Becker, a venture capitalist who focuses on green technology, raised $110,211 between Jan. 1 and March 17, new campaign finance data shows. Kishimoto and Gordon raised $32,897 and $28,629 over the same period, respectively.
Becker's strong fundraising in the latest reporting period further widened his lead over Kishimoto and Gordon. His ending cash is listed at $224,099, compared to Kishimoto's $92,457 and Gordon's $82,516.
The three will face off in the Democratic primary elections in June. Ruskin is termed out at the end of this year.
Becker's campaign chest was greatly bolstered by sizeable contributions from high-tech executives, including officials from Google, Cisco, Facebook and HP. The Menlo Park resident also received a flurry of quadruple-digit contributions from dozens of venture capitalists, lawyers and technologists, including ones his venture-capital firm, New Cycle Capital, has invested in.
Though most of his support came from outside Palo Alto, Becker also received $2,000 from local developer Jim Baer and $500 from former Palo Alto Mayor Gary Fazzino.
Kishimoto, who served on the Palo Alto City Council for eight years before reaching her term limit last year, earned the bulk of her support from past and present Palo Alto officials, neighborhood leaders, environmentalists and family members. She also loaned $20,000 to her campaign just before the reporting deadline.

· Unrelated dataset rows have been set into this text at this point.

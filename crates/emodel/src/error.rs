//! Error types for containers, the object model, notification delivery and codecs.

use thiserror::Error;
use uuid::Uuid;

use crate::model::ObjectId;

/// Error codes carried by [`DecodeError`].
#[derive(Debug, Clone, Copy, PartialEq, Eq)]
pub enum ErrorCode {
    /// E001: Invalid magic/version
    InvalidMagicOrVersion,
    /// E002: Index out of bounds
    IndexOutOfBounds,
    /// E003: Checksum mismatch
    ChecksumMismatch,
    /// E004: Invalid UTF-8 encoding
    InvalidUtf8,
    /// E005: Malformed varint/length/tag/encoding
    MalformedEncoding,
    /// E006: Object identity or reference resolution failure
    UnresolvedReference,
    /// E007: Underlying stream failure
    Io,
    /// E008: Decoder used outside its lifecycle
    InvalidState,
}

impl ErrorCode {
    /// Returns the error code string (e.g., "E001").
    pub fn code(&self) -> &'static str {
        match self {
            ErrorCode::InvalidMagicOrVersion => "E001",
            ErrorCode::IndexOutOfBounds => "E002",
            ErrorCode::ChecksumMismatch => "E003",
            ErrorCode::InvalidUtf8 => "E004",
            ErrorCode::MalformedEncoding => "E005",
            ErrorCode::UnresolvedReference => "E006",
            ErrorCode::Io => "E007",
            ErrorCode::InvalidState => "E008",
        }
    }
}

/// Error raised by [`EList`](crate::collections::EList) and
/// [`EMap`](crate::collections::EMap) operations.
///
/// Container operations are all-or-nothing: when one of these is returned the
/// container is unchanged and no notification was emitted.
#[derive(Debug, Clone, PartialEq, Eq, Error)]
pub enum ListError {
    #[error("index {index} out of range (size: {size})")]
    IndexOutOfRange { index: usize, size: usize },

    #[error("element not found")]
    NotFound,

    #[error("duplicate element (already present at index {index})")]
    DuplicateElement { index: usize },

    #[error("key {key} not found")]
    KeyNotFound { key: String },

    #[error("key {key} already present")]
    DuplicateKey { key: String },

    #[error("type mismatch: expected {expected}, found {found}")]
    TypeMismatch {
        expected: &'static str,
        found: &'static str,
    },
}

/// Error raised by reflective access to objects and resources.
#[derive(Debug, Clone, PartialEq, Eq, Error)]
pub enum ModelError {
    #[error("class {class} has no feature named {feature}")]
    UnknownFeature { class: String, feature: String },

    #[error("feature {feature} is not single-valued")]
    NotSingleValued { feature: String },

    #[error("feature {feature} is not a list")]
    NotMany { feature: String },

    #[error("feature {feature} is not a map")]
    NotMap { feature: String },

    #[error("object {0:?} does not exist in this resource")]
    UnknownObject(ObjectId),

    #[error("an object with uuid {0} already exists in this resource")]
    DuplicateUuid(Uuid),

    #[error("object {object} has an unresolved proxy to {target} in feature {feature}")]
    UnresolvedProxy {
        object: Uuid,
        feature: String,
        target: Uuid,
    },

    #[error(transparent)]
    Container(#[from] ListError),
}

/// Error returned by a [`Listener`](crate::notify::Listener).
///
/// Listener errors never abort the mutation that triggered them; the channel
/// records them and keeps delivering to the remaining listeners.
#[derive(Debug, Clone, PartialEq, Eq, Error)]
#[error("listener failed: {message}")]
pub struct ListenerError {
    message: String,
}

impl ListenerError {
    pub fn new(message: impl Into<String>) -> Self {
        Self {
            message: message.into(),
        }
    }

    pub fn message(&self) -> &str {
        &self.message
    }
}

/// Error during encoding.
#[derive(Debug, Clone, PartialEq, Error)]
pub enum EncodeError {
    #[error("{field} length {len} exceeds maximum {max}")]
    LengthExceedsLimit {
        field: &'static str,
        len: usize,
        max: usize,
    },

    #[error("object {0:?} does not exist in the resource being encoded")]
    UnknownObject(ObjectId),

    #[error("object {object} references an object outside the resource via {feature}")]
    DanglingReference { object: Uuid, feature: String },

    #[error("object {object} is contained more than once (second container feature: {feature})")]
    MultipleContainers { object: Uuid, feature: String },

    #[error("containment feature {feature} of object {object} holds a non-object value")]
    InvalidContainment { object: Uuid, feature: String },

    #[error("resource contents entry {index} is not an object")]
    InvalidRoot { index: usize },

    #[error("object {object} contains an unresolved proxy to {target} via {feature}")]
    UnresolvedProxy {
        object: Uuid,
        feature: String,
        target: Uuid,
    },

    #[error("zstd compression failed: {0}")]
    CompressionFailed(String),

    #[error("unsupported value {value} for option {key}")]
    UnsupportedOption { key: String, value: String },

    #[error("write failed: {0}")]
    Io(String),
}

/// Error during decoding.
#[derive(Debug, Clone, PartialEq, Error)]
pub enum DecodeError {
    // === E001: Invalid magic/version ===
    #[error("[E001] invalid magic bytes: expected EMOB or EMOZ, found {found:?}")]
    InvalidMagic { found: [u8; 4] },

    #[error("[E001] unsupported version: {version}")]
    UnsupportedVersion { version: u8 },

    // === E002: Index out of bounds ===
    #[error("[E002] {dict} index {index} out of bounds (size: {size})")]
    IndexOutOfBounds {
        dict: &'static str,
        index: usize,
        size: usize,
    },

    // === E003: Checksum ===
    #[error("[E003] SHA-256 trailer does not match content")]
    ChecksumMismatch,

    // === E004: Invalid UTF-8 ===
    #[error("[E004] invalid UTF-8 in {field}")]
    InvalidUtf8 { field: &'static str },

    // === E005: Malformed encoding ===
    #[error("[E005] unexpected end of input while reading {context}")]
    UnexpectedEof { context: &'static str },

    #[error("[E005] varint exceeds maximum length (10 bytes)")]
    VarintTooLong,

    #[error("[E005] varint overflow (value exceeds u64)")]
    VarintOverflow,

    #[error("[E005] {field} length {len} exceeds maximum {max}")]
    LengthExceedsLimit {
        field: &'static str,
        len: usize,
        max: usize,
    },

    #[error("[E005] invalid {context} tag: {tag}")]
    InvalidTag { context: &'static str, tag: u8 },

    #[error("[E005] invalid bool value: {value} (expected 0x00 or 0x01)")]
    InvalidBool { value: u8 },

    #[error("[E005] reserved bits are non-zero in {context}")]
    ReservedBitsSet { context: &'static str },

    #[error("[E005] slot encoding does not match multiplicity of feature {feature}")]
    SlotMismatch { feature: String },

    #[error("[E005] {count} trailing bytes after {context}")]
    TrailingBytes { context: &'static str, count: usize },

    #[error("[E005] expected {expected} root objects, found {actual}")]
    RootCountMismatch { expected: usize, actual: usize },

    #[error("[E005] malformed encoding: {context}")]
    MalformedEncoding { context: &'static str },

    #[error("[E005] model rejected decoded content: {0}")]
    Model(ModelError),

    #[error("[E005] zstd decompression failed: {0}")]
    DecompressionFailed(String),

    #[error("[E005] decompressed size {actual} doesn't match declared {declared}")]
    UncompressedSizeMismatch { declared: usize, actual: usize },

    // === E006: Reference resolution ===
    #[error("[E006] object {object} references unknown object {uuid} via {feature}")]
    UnresolvedReference {
        uuid: Uuid,
        object: Uuid,
        feature: String,
    },

    #[error("[E006] object {uuid} is already present in the target resource")]
    DuplicateObject { uuid: Uuid },

    #[error("[E006] root {uuid} was not decoded")]
    UnknownRoot { uuid: Uuid },

    // === E007: I/O ===
    #[error("[E007] read failed: {0}")]
    Io(String),

    // === E008: Lifecycle ===
    #[error("[E008] decoder already used (state: {state})")]
    DecoderConsumed { state: &'static str },
}

impl DecodeError {
    /// Returns the error code for this error.
    pub fn code(&self) -> ErrorCode {
        match self {
            DecodeError::InvalidMagic { .. } | DecodeError::UnsupportedVersion { .. } => {
                ErrorCode::InvalidMagicOrVersion
            }
            DecodeError::IndexOutOfBounds { .. } => ErrorCode::IndexOutOfBounds,
            DecodeError::ChecksumMismatch => ErrorCode::ChecksumMismatch,
            DecodeError::InvalidUtf8 { .. } => ErrorCode::InvalidUtf8,
            DecodeError::UnresolvedReference { .. }
            | DecodeError::DuplicateObject { .. }
            | DecodeError::UnknownRoot { .. } => ErrorCode::UnresolvedReference,
            DecodeError::Io(_) => ErrorCode::Io,
            DecodeError::DecoderConsumed { .. } => ErrorCode::InvalidState,
            _ => ErrorCode::MalformedEncoding,
        }
    }
}

impl From<ModelError> for DecodeError {
    fn from(err: ModelError) -> Self {
        match err {
            ModelError::DuplicateUuid(uuid) => DecodeError::DuplicateObject { uuid },
            ModelError::UnresolvedProxy {
                object,
                feature,
                target,
            } => DecodeError::UnresolvedReference {
                uuid: target,
                object,
                feature,
            },
            other => DecodeError::Model(other),
        }
    }
}

impl From<ListError> for DecodeError {
    fn from(err: ListError) -> Self {
        DecodeError::Model(ModelError::Container(err))
    }
}

#[cfg(test)]
mod tests {
    use super::*;

    #[test]
    fn test_decode_error_codes() {
        assert_eq!(DecodeError::ChecksumMismatch.code().code(), "E003");
        assert_eq!(
            DecodeError::UnsupportedVersion { version: 9 }.code(),
            ErrorCode::InvalidMagicOrVersion
        );
        assert_eq!(
            DecodeError::DecoderConsumed { state: "complete" }.code(),
            ErrorCode::InvalidState
        );
        assert_eq!(DecodeError::VarintTooLong.code(), ErrorCode::MalformedEncoding);
    }

    #[test]
    fn test_model_error_maps_to_resolution_codes() {
        let uuid = Uuid::from_bytes([7u8; 16]);
        let err: DecodeError = ModelError::DuplicateUuid(uuid).into();
        assert_eq!(err, DecodeError::DuplicateObject { uuid });
        assert_eq!(err.code(), ErrorCode::UnresolvedReference);

        let err: DecodeError = ListError::NotFound.into();
        assert_eq!(err.code(), ErrorCode::MalformedEncoding);
    }

    #[test]
    fn test_error_messages_carry_codes() {
        let err = DecodeError::InvalidMagic { found: *b"XXXX" };
        assert!(err.to_string().starts_with("[E001]"));
        let err = ListError::IndexOutOfRange { index: 3, size: 2 };
        assert_eq!(err.to_string(), "index 3 out of range (size: 2)");
    }
}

Gordon, a San Mateo County supervisor, received much of his support from Silicon Valley attorneys, construction companies and labor unions. Gordon also received $3,900 in contributions from Assemblywoman Fiona Ma's campaign and from the Bay Area Municipal Elections Committee.
High schools to add engineering, AP Chinese
An Advanced Placement (AP) Mandarin course and a class in engineering design are likely to be added to this fall's class selection at Gunn and Palo Alto high schools.
The school board Tuesday night reacted favorably to presentations about the new classes, indicating it will vote to approve them at its next meeting April 3.
Gunn teacher Bakari Holmes, who has developed an "engineering pathway" curriculum at the school that he plans to expand over the next several years, said the engineering design course will introduce ninth- and tenth-graders to the design process, research and analysis processes, global engineering standards and technical documentation.
Holmes' engineering program, so far offered just at Gunn, has received funding from Palo Alto Partners in Education (PiE). Holmes' program is aligned with Project Lead the Way, a national organization that has worked with industry and other partners to boost learning in science, technology, engineering and mathematics.
The Chinese language and culture course will offer advanced Mandarin to students who already have completed three years in the language. This year's enrollment in Mandarin 3 is 22 students at Paly and 20 at Gunn.
Paly World Languages Instructional Supervisor Kevin Duffy said the new Chinese course will be offered at both high schools if there is sufficient interest, noting that some "heritage" Mandarin speakers not currently enrolled in Mandarin 3 may come along to join the AP class.
In other business, the board voted to confer tenure, or "permanent status," on 36 teachers and administrators, including the principals of Jordan Middle School and Nixon Elementary School. The employees are about to complete their second "probationary year" and have been closely observed by their supervisors to ensure they meet or exceed a variety of "teaching performance standards."
The board also discussed the likely elimination of 12 full- and part-time staff positions, six of which are currently vacant.
The staff reductions, estimated to save about $410,000, are part of the fallout of a $3.8 million budget-cutting package approved by the board last month.
Thief steals Haiti-relief funds from Gunn High
Someone stole money earmarked for disaster-relief efforts in Haiti from a Gunn High School classroom last weekend, Palo Alto police Officer Marianna Villaescusa said.
Police are investigating the theft of $200, which had been donated by Gunn students, she said. Investigators believe the thief or thieves entered the classroom through an open window.
"They weren't sure if the window was locked because there was a substitute teacher in the classroom last," she said.
Villaescusa said the burglary occurred sometime between Friday (March 19) and Monday (March 22), when school administrators reported the theft.
Police have no suspects at this time, she said.